Castiel avait raison. Rosalya s'emportait vite et piquait des colères impressionnantes, mais cela ne durait jamais très longtemps.
— On fait quoi du coup ? demanda le rouquin.
— On peut marcher jusqu'au phare, suggéra son ami. La vue à son sommet est vraiment magnifique. Qu'est-ce que tu en dis, Alice ?
— Ça me va.
***
Le ciel empli du cri des mouettes s'était légèrement voilé, mais le risque d'averse avait été écarté pour le moment. Ils marchaient tous les trois en direction du phare, tantôt en silence, tantôt en discutant de choses et d'autres.
— Ça vous dit qu'on prenne un selfie tous les trois ? proposa alors Castiel en sortant son téléphone. Ça fera un nouveau souvenir de plus à Alice.

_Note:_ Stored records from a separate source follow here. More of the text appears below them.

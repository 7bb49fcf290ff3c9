mod auth;
mod config;
mod db;
mod errors;
mod filters;
mod handlers;
mod models;
mod services;
mod state;
mod utils;

use actix_web::{middleware, web, App, HttpServer};
use dotenv::dotenv;
use log::{info, warn};
use std::io;
use std::sync::Arc;

use crate::config::Config;
use crate::db::{MemoryStore, PgStore};
use crate::state::AppState;

fn startup_error<E: std::fmt::Display>(context: &str) -> impl FnOnce(E) -> io::Error + '_ {
    move |err| io::Error::new(io::ErrorKind::Other, format!("{}: {}", context, err))
}

async fn build_state(config: &Config) -> io::Result<AppState> {
    match &config.database_url {
        Some(database_url) => {
            let pool = db::create_pool(database_url)
                .await
                .map_err(startup_error("Failed to connect to the database"))?;
            let store = Arc::new(PgStore::new(pool));
            store
                .init_schema()
                .await
                .map_err(startup_error("Failed to prepare the database schema"))?;
            Ok(AppState::new(config, store.clone(), store))
        }
        None => {
            warn!("DATABASE_URL is not set; records are kept in memory and lost on exit");
            let store = Arc::new(MemoryStore::new());
            Ok(AppState::new(config, store.clone(), store))
        }
    }
}

#[actix_web::main]
async fn main() -> io::Result<()> {
    dotenv().ok();
    env_logger::init();

    let config = Config::from_env()
        .map_err(|err| io::Error::new(io::ErrorKind::InvalidInput, err))?;

    let state = build_state(&config).await?;

    if let (Some(username), Some(password)) = (&config.admin_username, &config.admin_password) {
        auth::ensure_user(state.users.as_ref(), username, password)
            .await
            .map_err(startup_error("Failed to create the admin user"))?;
    }

    let state = web::Data::new(state);

    info!("Starting server at {}", config.bind_address);

    HttpServer::new(move || {
        App::new()
            .wrap(middleware::Logger::default())
            .app_data(state.clone())
            .configure(handlers::configure)
    })
    .bind(&config.bind_address)?
    .run()
    .await
}
use actix_web::http::header::AUTHORIZATION;
use actix_web::{dev::Payload, web, FromRequest, HttpRequest};
use futures_util::future::LocalBoxFuture;
use log::info;
use std::fmt;
use uuid::Uuid;

use crate::db::{StoreError, UserStore};
use crate::errors::AppError;
use crate::state::AppState;
use crate::utils::jwt::{AuthError, DECODE_FAILED};
use crate::utils::password::hash_password;

pub const USER_NOT_FOUND: &str = "Invalid signature.";
pub const USER_DISABLED: &str = "User account is disabled.";

/// The authenticated caller. Taking it as a handler argument rejects the
/// request with 401 before any other extractor or store access runs.
#[derive(Debug, Clone)]
pub struct Principal {
    pub user_id: Uuid,
    pub username: String,
}

impl fmt::Display for Principal {
    fn fmt(&self, f: &mut fmt::Formatter<'_>) -> fmt::Result {
        write!(f, "{} ({})", self.username, self.user_id)
    }
}

impl AppState {
    /// Verifies an `Authorization` header value and resolves its user.
    pub async fn authenticate(&self, header: Option<&str>) -> Result<Principal, AppError> {
        let token = self.jwt.token_from_header(header)?;
        let claims = self.jwt.validate_token(token)?;
        let user_id = Uuid::parse_str(&claims.user_id)
            .map_err(|_| AuthError::InvalidCredential(DECODE_FAILED))?;

        let user = self
            .users
            .find_user(user_id)
            .await?
            .ok_or(AuthError::InvalidCredential(USER_NOT_FOUND))?;
        if !user.is_active {
            return Err(AuthError::InvalidCredential(USER_DISABLED).into());
        }

        Ok(Principal {
            user_id: user.user_id,
            username: user.username,
        })
    }
}

impl FromRequest for Principal {
    type Error = AppError;
    type Future = LocalBoxFuture<'static, Result<Self, Self::Error>>;

    fn from_request(req: &HttpRequest, _: &mut Payload) -> Self::Future {
        let state = req.app_data::<web::Data<AppState>>().cloned();
        let header = req
            .headers()
            .get(AUTHORIZATION)
            .and_then(|auth| auth.to_str().ok())
            .map(str::to_string);

        Box::pin(async move {
            let state = state.ok_or_else(|| {
                AppError::InternalServerError("application state is not configured".to_string())
            })?;
            state.authenticate(header.as_deref()).await
        })
    }
}

/// Creates `username` unless it already exists. Used to seed the admin account.
pub async fn ensure_user(
    users: &dyn UserStore,
    username: &str,
    password: &str,
) -> Result<(), AppError> {
    if users.find_user_by_username(username).await?.is_some() {
        info!("User {} already exists", username);
        return Ok(());
    }

    let password_hash = hash_password(password)
        .map_err(|err| AppError::InternalServerError(format!("Hashing error: {}", err)))?;
    match users.create_user(username, &password_hash).await {
        Ok(user) => {
            info!("Created user {} ({})", user.username, user.user_id);
            Ok(())
        }
        // Lost a race with another instance seeding the same account.
        Err(StoreError::DuplicateUsername) => Ok(()),
        Err(err) => Err(err.into()),
    }
}

#[cfg(test)]
mod tests {
    use super::*;
    use crate::state::test_support::{memory_state, TEST_USER};
    use crate::utils::jwt::NO_CREDENTIALS;

    #[actix_web::test]
    async fn valid_token_resolves_principal() {
        let state = memory_state().await;
        let user = state.users.find_user_by_username(TEST_USER).await.unwrap().unwrap();
        let token = state.jwt.generate_token(&user).unwrap();

        let principal = state
            .authenticate(Some(&format!("JWT {}", token)))
            .await
            .unwrap();
        assert_eq!(principal.user_id, user.user_id);
        assert_eq!(principal.username, TEST_USER);
    }

    #[actix_web::test]
    async fn header_problems_are_auth_errors() {
        let state = memory_state().await;
        assert!(matches!(
            state.authenticate(None).await,
            Err(AppError::Unauthorized(AuthError::MissingCredential))
        ));
        assert!(matches!(
            state.authenticate(Some("JWT")).await,
            Err(AppError::Unauthorized(AuthError::MalformedCredential(msg))) if msg == NO_CREDENTIALS
        ));
        assert!(matches!(
            state.authenticate(Some("JWT not.a.token")).await,
            Err(AppError::Unauthorized(AuthError::InvalidCredential(_)))
        ));
    }

    #[actix_web::test]
    async fn token_for_unknown_user_is_rejected() {
        let state = memory_state().await;
        let stranger = crate::models::user::User {
            user_id: Uuid::new_v4(),
            username: "ghost".to_string(),
            password: String::new(),
            is_active: true,
            created_at: chrono::Utc::now(),
        };
        let token = state.jwt.generate_token(&stranger).unwrap();
        assert!(matches!(
            state.authenticate(Some(&format!("JWT {}", token))).await,
            Err(AppError::Unauthorized(AuthError::InvalidCredential(msg))) if msg == USER_NOT_FOUND
        ));
    }

    #[actix_web::test]
    async fn ensure_user_is_idempotent() {
        let state = memory_state().await;
        ensure_user(state.users.as_ref(), TEST_USER, "another-password")
            .await
            .unwrap();
        let user = state.users.find_user_by_username(TEST_USER).await.unwrap().unwrap();
        assert!(crate::utils::password::verify_password(
            crate::state::test_support::TEST_PASSWORD,
            &user.password
        ));
    }
}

Rena ignorait ce qu'était un « selfie », comme tant d'autres choses, mais elle avait maladroitement pris la pose entre Lysandre et Castiel, qui tenait son téléphone à bout de bras. Elle ne s'attendait pas à ce que l'appareil capture une image d'eux. C'était mieux qu'un portrait, c'était une copie instantanée de la réalité, figée dans le temps et l'espace. C’était donc cela les fameuses photographies dont lui avait parlé Nevra. Elle comprenait mieux son engouement pour ces ingénieux artefacts que même la magie la plus puissante ne pouvait imiter. La technologie terrienne était vraiment fascinante.
— Je te l'enverrai quand tu auras retrouvé la mémoire et ton smartphone, lui dit Castiel sur le ton de la plaisanterie. Tu la veux aussi, Lysandre ?
— Oui, envoie -là moi s'il te plaît.
— C'est fait.
— Merci.
Lysandre jeta un rapide coup d'œil à son téléphone pour vérifier qu'il avait bien reçu la photo. L'expression hagarde d'Alice le fit sourire. Elle n'avait vraiment pas l'air dans son élément, mais c'est ce qui la rendait si attachante. Ils reprirent leur chemin, le phare n'étant plus très loin.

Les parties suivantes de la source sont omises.